FoodNet also estimates the relative risk of salmonellosis based on Poisson regression analysis, but due to changes in the surveillance areas, some years with a significant calculated risk reduction compared to 1996-98 have more salmonellosis case per 100,000 in the raw numbers. If the success of Salmonella control programs is seen only in complex statistical analysis rather than in obvious reductions in human illness, then there has not been much improvement.

Given this track record, it seems unlikely that human salmonellosis can be expected to respond to the next reduction in HACCP Salmonella results from meat and poultry. Because of Salmonella sources that are not foodborne, other food sources that are not regulated by Food Safety and Inspection Service, and all of the variation and uncertainty in detection and monitoring systems, it would probably require a large and significant reduction in meat and poultry and in human cases for any changes to be detected and reliably attributed to Food Safety and Inspection Service activities.

International comparisons  

The accompanying table shows both Salmonella prevalence in chicken carcasses after processing and human salmonellosis cases in selected countries for 2008. The Scandinavian countries and New Zealand have implemented successful Salmonella control programs in poultry, but do not have lower illness rates in their populations compared to the U.S. or the Netherlands.
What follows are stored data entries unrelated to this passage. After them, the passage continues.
use serde::de::{self, Deserializer};
use serde::{Deserialize, Serialize};
use serde_json::{Map, Value};
use std::fmt;
use std::str::FromStr;

use crate::error::LygosError;

// --- Модели данных (Запросы и Ответы) ---

// Платёжный шлюз (ответ). Все поля необязательны: API может опускать любые из них,
// а незнакомые поля сохраняются в `extra`.
#[derive(Serialize, Deserialize, Debug, Clone, Default, PartialEq)]
pub struct Gateway {
    #[serde(default, skip_serializing_if = "Option::is_none")]
    pub id: Option<String>,
    // API может прислать сумму как 1000, 1000.0 или "1000"
    #[serde(
        default,
        deserialize_with = "lenient_amount",
        skip_serializing_if = "Option::is_none"
    )]
    pub amount: Option<i64>,
    #[serde(default, skip_serializing_if = "Option::is_none")]
    pub shop_name: Option<String>,
    #[serde(default, skip_serializing_if = "Option::is_none")]
    pub order_id: Option<String>,
    #[serde(default, skip_serializing_if = "Option::is_none")]
    pub message: Option<String>,
    #[serde(default, skip_serializing_if = "Option::is_none")]
    pub success_url: Option<String>,
    #[serde(default, skip_serializing_if = "Option::is_none")]
    pub failure_url: Option<String>,
    #[serde(default, skip_serializing_if = "Option::is_none")]
    pub link: Option<String>, // URL страницы оплаты
    #[serde(default, skip_serializing_if = "Option::is_none")]
    pub user_country: Option<String>,
    #[serde(default, skip_serializing_if = "Option::is_none")]
    pub creation_date: Option<String>,
    #[serde(flatten)]
    pub extra: Map<String, Value>,
}

impl Gateway {
    /// Значение одного поля в виде JSON (`Value::Null`, если поле отсутствует).
    pub fn field(&self, field: GatewayField) -> Value {
        fn opt<T: Into<Value> + Clone>(v: &Option<T>) -> Value {
            v.clone().map(Into::into).unwrap_or(Value::Null)
        }
        match field {
            GatewayField::Link => opt(&self.link),
            GatewayField::Amount => opt(&self.amount),
            GatewayField::ShopName => opt(&self.shop_name),
            GatewayField::Message => opt(&self.message),
            GatewayField::UserCountry => opt(&self.user_country),
            GatewayField::CreationDate => opt(&self.creation_date),
            GatewayField::OrderId => opt(&self.order_id),
            GatewayField::SuccessUrl => opt(&self.success_url),
            GatewayField::FailureUrl => opt(&self.failure_url),
        }
    }
}

// Целая сумма из числа (в том числе с нулевой дробной частью) или строки
fn lenient_amount<'de, D>(deserializer: D) -> Result<Option<i64>, D::Error>
where
    D: Deserializer<'de>,
{
    let invalid = |value: &dyn fmt::Display| -> D::Error {
        <D::Error as de::Error>::custom(format!("amount {value} is not an integer"))
    };
    match Option::<Value>::deserialize(deserializer)? {
        None | Some(Value::Null) => Ok(None),
        Some(Value::Number(number)) => number
            .as_i64()
            .or_else(|| {
                number
                    .as_f64()
                    .filter(|f| f.fract() == 0.0 && f.abs() <= i64::MAX as f64)
                    .map(|f| f as i64)
            })
            .map(Some)
            .ok_or_else(|| invalid(&number)),
        Some(Value::String(text)) => text
            .trim()
            .parse::<i64>()
            .map(Some)
            .map_err(|_| invalid(&format!("'{text}'"))),
        Some(other) => Err(invalid(&other)),
    }
}

// Статус входящего платежа (payin), только чтение
#[derive(Serialize, Deserialize, Debug, Clone, Default, PartialEq)]
pub struct PayinStatus {
    #[serde(default, skip_serializing_if = "Option::is_none")]
    pub order_id: Option<String>,
    #[serde(default, skip_serializing_if = "Option::is_none")]
    pub status: Option<String>,
    #[serde(flatten)]
    pub extra: Map<String, Value>,
}

/// Запрос на создание шлюза.
///
/// Обязательны только `amount` и `shop_name`. Если `order_id` не задан,
/// клиент сгенерирует UUID v4 перед отправкой.
#[derive(Serialize, Deserialize, Debug, Clone, PartialEq)]
pub struct NewGateway {
    pub amount: i64,
    pub shop_name: String,
    #[serde(skip_serializing_if = "Option::is_none")]
    pub order_id: Option<String>,
    #[serde(skip_serializing_if = "Option::is_none")]
    pub message: Option<String>,
    #[serde(skip_serializing_if = "Option::is_none")]
    pub success_url: Option<String>,
    #[serde(skip_serializing_if = "Option::is_none")]
    pub failure_url: Option<String>,
}

impl NewGateway {
    pub fn new(amount: i64, shop_name: impl Into<String>) -> Self {
        NewGateway {
            amount,
            shop_name: shop_name.into(),
            order_id: None,
            message: None,
            success_url: None,
            failure_url: None,
        }
    }

    pub fn order_id(mut self, order_id: impl Into<String>) -> Self {
        self.order_id = Some(order_id.into());
        self
    }

    pub fn message(mut self, message: impl Into<String>) -> Self {
        self.message = Some(message.into());
        self
    }

    pub fn success_url(mut self, url: impl Into<String>) -> Self {
        self.success_url = Some(url.into());
        self
    }

    pub fn failure_url(mut self, url: impl Into<String>) -> Self {
        self.failure_url = Some(url.into());
        self
    }
}

/// Изменения шлюза. Отправляются только заданные поля.
#[derive(Serialize, Deserialize, Debug, Clone, Default, PartialEq)]
pub struct GatewayUpdate {
    #[serde(skip_serializing_if = "Option::is_none")]
    pub amount: Option<i64>,
    #[serde(skip_serializing_if = "Option::is_none")]
    pub shop_name: Option<String>,
    #[serde(skip_serializing_if = "Option::is_none")]
    pub order_id: Option<String>,
    #[serde(skip_serializing_if = "Option::is_none")]
    pub message: Option<String>,
    #[serde(skip_serializing_if = "Option::is_none")]
    pub success_url: Option<String>,
    #[serde(skip_serializing_if = "Option::is_none")]
    pub failure_url: Option<String>,
    // Поля, которые API принимает, но клиент не знает
    #[serde(flatten)]
    pub extra: Map<String, Value>,
}

impl GatewayUpdate {
    pub fn new() -> Self {
        Self::default()
    }

    pub fn amount(mut self, amount: i64) -> Self {
        self.amount = Some(amount);
        self
    }

    pub fn shop_name(mut self, shop_name: impl Into<String>) -> Self {
        self.shop_name = Some(shop_name.into());
        self
    }

    pub fn order_id(mut self, order_id: impl Into<String>) -> Self {
        self.order_id = Some(order_id.into());
        self
    }

    pub fn message(mut self, message: impl Into<String>) -> Self {
        self.message = Some(message.into());
        self
    }

    pub fn success_url(mut self, url: impl Into<String>) -> Self {
        self.success_url = Some(url.into());
        self
    }

    pub fn failure_url(mut self, url: impl Into<String>) -> Self {
        self.failure_url = Some(url.into());
        self
    }

    pub fn field(mut self, name: impl Into<String>, value: impl Into<Value>) -> Self {
        self.extra.insert(name.into(), value.into());
        self
    }

    pub fn is_empty(&self) -> bool {
        self.amount.is_none()
            && self.shop_name.is_none()
            && self.order_id.is_none()
            && self.message.is_none()
            && self.success_url.is_none()
            && self.failure_url.is_none()
            && self.extra.is_empty()
    }
}

/// Поле шлюза, доступное через `LygosClient::get_field`.
#[derive(Debug, Clone, Copy, PartialEq, Eq, Hash)]
pub enum GatewayField {
    Link,
    Amount,
    ShopName,
    Message,
    UserCountry,
    CreationDate,
    OrderId,
    SuccessUrl,
    FailureUrl,
}

impl GatewayField {
    pub const ALL: [GatewayField; 9] = [
        GatewayField::Link,
        GatewayField::Amount,
        GatewayField::ShopName,
        GatewayField::Message,
        GatewayField::UserCountry,
        GatewayField::CreationDate,
        GatewayField::OrderId,
        GatewayField::SuccessUrl,
        GatewayField::FailureUrl,
    ];

    /// Имя поля в JSON ответа API.
    pub fn as_str(self) -> &'static str {
        match self {
            GatewayField::Link => "link",
            GatewayField::Amount => "amount",
            GatewayField::ShopName => "shop_name",
            GatewayField::Message => "message",
            GatewayField::UserCountry => "user_country",
            GatewayField::CreationDate => "creation_date",
            GatewayField::OrderId => "order_id",
            GatewayField::SuccessUrl => "success_url",
            GatewayField::FailureUrl => "failure_url",
        }
    }
}

impl fmt::Display for GatewayField {
    fn fmt(&self, f: &mut fmt::Formatter<'_>) -> fmt::Result {
        f.write_str(self.as_str())
    }
}

impl FromStr for GatewayField {
    type Err = LygosError;

    fn from_str(s: &str) -> Result<Self, Self::Err> {
        GatewayField::ALL
            .into_iter()
            .find(|field| field.as_str() == s)
            .ok_or_else(|| LygosError::UnsupportedField(s.to_string()))
    }
}

/// Результат создания одного шлюза в пакетном режиме.
///
/// Сериализуется без тега: либо объект шлюза, либо `{"error": ..., "data": ...}`.
#[derive(Serialize, Debug, Clone, PartialEq)]
#[serde(untagged)]
pub enum BatchCreateResult {
    Created(Gateway),
    Failed { error: String, data: NewGateway },
}

impl BatchCreateResult {
    pub fn is_created(&self) -> bool {
        matches!(self, BatchCreateResult::Created(_))
    }

    pub fn gateway(&self) -> Option<&Gateway> {
        match self {
            BatchCreateResult::Created(gateway) => Some(gateway),
            BatchCreateResult::Failed { .. } => None,
        }
    }
}
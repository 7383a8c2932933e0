use std::fmt;
use thiserror::Error;

/// Результат операций клиента Lygos.
pub type Result<T> = std::result::Result<T, LygosError>;

// --- Таксономия ошибок API ---

/// Вид ошибки API, определяемый по HTTP-статусу ответа.
#[derive(Debug, Clone, Copy, PartialEq, Eq, Hash)]
pub enum ErrorKind {
    /// Базовая ошибка: неизвестный статус или сбой транспорта.
    Api,
    BadRequest,
    Authentication,
    PermissionDenied,
    NotFound,
    Conflict,
    UnprocessableEntity,
    ServerError,
    BadGateway,
    ServiceUnavailable,
    GatewayTimeout,
}

impl ErrorKind {
    /// Выбирает вид ошибки по точному совпадению статуса.
    /// Любой другой код даёт базовый `ErrorKind::Api`.
    pub fn from_status(status: u16) -> Self {
        match status {
            400 => ErrorKind::BadRequest,
            401 => ErrorKind::Authentication,
            403 => ErrorKind::PermissionDenied,
            404 => ErrorKind::NotFound,
            409 => ErrorKind::Conflict,
            422 => ErrorKind::UnprocessableEntity,
            500 => ErrorKind::ServerError,
            502 => ErrorKind::BadGateway,
            503 => ErrorKind::ServiceUnavailable,
            504 => ErrorKind::GatewayTimeout,
            _ => ErrorKind::Api,
        }
    }

    pub fn default_status(self) -> Option<u16> {
        match self {
            ErrorKind::Api => None,
            ErrorKind::BadRequest => Some(400),
            ErrorKind::Authentication => Some(401),
            ErrorKind::PermissionDenied => Some(403),
            ErrorKind::NotFound => Some(404),
            ErrorKind::Conflict => Some(409),
            ErrorKind::UnprocessableEntity => Some(422),
            ErrorKind::ServerError => Some(500),
            ErrorKind::BadGateway => Some(502),
            ErrorKind::ServiceUnavailable => Some(503),
            ErrorKind::GatewayTimeout => Some(504),
        }
    }

    pub fn default_message(self) -> &'static str {
        match self {
            ErrorKind::Api => "Lygos API error",
            ErrorKind::BadRequest => "Bad Request",
            ErrorKind::Authentication => "Authentication failed. Please check your API key.",
            ErrorKind::PermissionDenied => {
                "Permission denied. You do not have access to this resource."
            }
            ErrorKind::NotFound => "The requested resource was not found.",
            ErrorKind::Conflict => "The request conflicts with the current state of the server.",
            ErrorKind::UnprocessableEntity => {
                "The request was well-formed but contains invalid data."
            }
            ErrorKind::ServerError => "An unexpected internal server error occurred.",
            ErrorKind::BadGateway => {
                "The server received an invalid response from an upstream server."
            }
            ErrorKind::ServiceUnavailable => {
                "The service is temporarily unavailable. Please try again later."
            }
            ErrorKind::GatewayTimeout => {
                "The server did not receive a timely response from an upstream server."
            }
        }
    }

    /// `true` для ServerError и его специализаций (502, 503, 504).
    pub fn is_server_error(self) -> bool {
        matches!(
            self,
            ErrorKind::ServerError
                | ErrorKind::BadGateway
                | ErrorKind::ServiceUnavailable
                | ErrorKind::GatewayTimeout
        )
    }

    pub fn is_client_error(self) -> bool {
        matches!(
            self,
            ErrorKind::BadRequest
                | ErrorKind::Authentication
                | ErrorKind::PermissionDenied
                | ErrorKind::NotFound
                | ErrorKind::Conflict
                | ErrorKind::UnprocessableEntity
        )
    }
}

impl fmt::Display for ErrorKind {
    fn fmt(&self, f: &mut fmt::Formatter<'_>) -> fmt::Result {
        let name = match self {
            ErrorKind::Api => "api_error",
            ErrorKind::BadRequest => "bad_request",
            ErrorKind::Authentication => "authentication",
            ErrorKind::PermissionDenied => "permission_denied",
            ErrorKind::NotFound => "not_found",
            ErrorKind::Conflict => "conflict",
            ErrorKind::UnprocessableEntity => "unprocessable_entity",
            ErrorKind::ServerError => "server_error",
            ErrorKind::BadGateway => "bad_gateway",
            ErrorKind::ServiceUnavailable => "service_unavailable",
            ErrorKind::GatewayTimeout => "gateway_timeout",
        };
        f.write_str(name)
    }
}

/// Ошибка, полученная от API Lygos (или при попытке до него достучаться).
///
/// Несёт вид ошибки, человекочитаемое сообщение и HTTP-статус.
/// Статус отсутствует, если ответ вообще не был получен.
#[derive(Error, Debug)]
#[error("{message}")]
pub struct ApiError {
    kind: ErrorKind,
    message: String,
    status_code: Option<u16>,
    #[source]
    source: Option<reqwest::Error>,
}

impl ApiError {
    /// Ошибка с сообщением и статусом по умолчанию для данного вида.
    pub fn new(kind: ErrorKind) -> Self {
        ApiError {
            kind,
            message: kind.default_message().to_string(),
            status_code: kind.default_status(),
            source: None,
        }
    }

    /// Переопределяет сообщение, статус остаётся по умолчанию.
    pub fn with_message(kind: ErrorKind, message: impl Into<String>) -> Self {
        ApiError {
            message: message.into(),
            ..ApiError::new(kind)
        }
    }

    pub fn with_status(mut self, status_code: u16) -> Self {
        self.status_code = Some(status_code);
        self
    }

    /// Строит ошибку для неуспешного ответа: вид выбирается по статусу.
    pub fn from_status(status_code: u16, message: impl Into<String>) -> Self {
        ApiError::with_message(ErrorKind::from_status(status_code), message).with_status(status_code)
    }

    /// Сбой транспорта (DNS, соединение, таймаут): ответа нет, статуса нет.
    pub fn transport(source: reqwest::Error) -> Self {
        ApiError {
            kind: ErrorKind::Api,
            message: format!("Error connecting to the API: {}", source),
            status_code: None,
            source: Some(source),
        }
    }

    pub fn kind(&self) -> ErrorKind {
        self.kind
    }

    pub fn message(&self) -> &str {
        &self.message
    }

    pub fn status_code(&self) -> Option<u16> {
        self.status_code
    }

    pub fn is_server_error(&self) -> bool {
        self.kind.is_server_error()
    }
}

// --- Общая ошибка клиента ---

#[derive(Error, Debug)]
pub enum LygosError {
    #[error(transparent)]
    Api(#[from] ApiError),

    #[error("Configuration error: {0}")]
    Config(String),

    #[error("Invalid argument: {0}")]
    InvalidArgument(String),

    /// Запрошено поле шлюза вне списка поддерживаемых.
    #[error("Unsupported gateway field: '{0}'")]
    UnsupportedField(String),

    #[error("Empty response from endpoint '{endpoint}'")]
    EmptyResponse { endpoint: String },
}

impl LygosError {
    pub fn api_error(&self) -> Option<&ApiError> {
        match self {
            LygosError::Api(err) => Some(err),
            _ => None,
        }
    }

    /// HTTP-статус, если ошибка пришла от API.
    pub fn status_code(&self) -> Option<u16> {
        self.api_error().and_then(ApiError::status_code)
    }
}
//! Philosophers - the dining philosophers problem, solved two ways
//!
//! N philosophers sit around a ring with one fork between each pair of
//! neighbors. Each needs both adjacent forks to eat. A coordinator decides who
//! may eat so that neighbors never eat together, nobody deadlocks, and (with
//! the monitor's starvation guard) nobody is passed over forever.
//!
//! # Architecture
//!
//! - **Coordinators**: a monitor over the whole table, or per-fork locks taken
//!   in a global order ([`coordinator`])
//! - **Philosophers**: one thread per seat cycling think, request, eat,
//!   release ([`philosopher`])
//! - **Delays**: uniform, fixed, or gaussian think/eat times ([`distribution`])
//! - **Table**: runs a dinner and aggregates wait latency and fairness
//!   ([`table`], [`stats`])

pub mod config;
pub mod coordinator;
pub mod distribution;
pub mod logging;
pub mod output;
pub mod philosopher;
pub mod stats;
pub mod table;
pub mod util;

// Re-export commonly used types
pub use config::Config;
pub use coordinator::{Coordinator, HierarchyCoordinator, MonitorCoordinator};
pub use table::Table;

/// Result type used throughout the crate
pub type Result<T> = anyhow::Result<T>;
//! Philosophers CLI entry point

use anyhow::{Context, Result};
use clap::Parser;
use philosophers::config::{cli::Cli, toml as config_toml, validator, Config};
use philosophers::output::{json, text};
use philosophers::{logging, Table};
use tracing::info;

fn main() -> Result<()> {
    let cli = Cli::parse();

    let config = build_config(&cli)?;
    logging::setup_tracing(config.output.verbosity)?;

    validator::validate_config(&config).context("Configuration validation failed")?;

    println!("Philosophers v{}", env!("CARGO_PKG_VERSION"));
    println!();
    print!("{}", config);

    if config.runtime.dry_run {
        println!();
        println!("Dry run mode - configuration validated successfully");
        return Ok(());
    }

    println!();
    println!("Dinner is served...");
    println!();

    let stats = Table::new(config.clone()).run()?;

    text::print_results(&stats, &config).context("Failed to print results")?;

    if let Some(ref path) = config.output.json_output {
        let report = json::JsonReport::new(&stats, &config);
        json::write_json_output(path, &report)?;
        info!(path = %path.display(), "wrote JSON report");
        println!("JSON report written to {}", path.display());
    }

    Ok(())
}

/// Config file (if any) with CLI options merged on top
fn build_config(cli: &Cli) -> Result<Config> {
    let base = match cli.config {
        Some(ref path) => config_toml::parse_toml_file(path)?,
        None => Config::default(),
    };
    config_toml::merge_cli_with_config(cli, base)
}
Up to 80 percent of human cases in Sweden are attributed to international travel, but the Dutch also travel and apparently have a lower illness rate.

If rational prevention or control strategies can’t be designed based on biology and epidemiology, we are still relying on the “have to do something” strategy. Fifteen years into the Food Safety and Inspection Service version of HACCP, there is still no clear way to evaluate the ultimate success of Food Safety and Inspection Service control strategies for Salmonella in meat and poultry: their effect on the risk of human illness.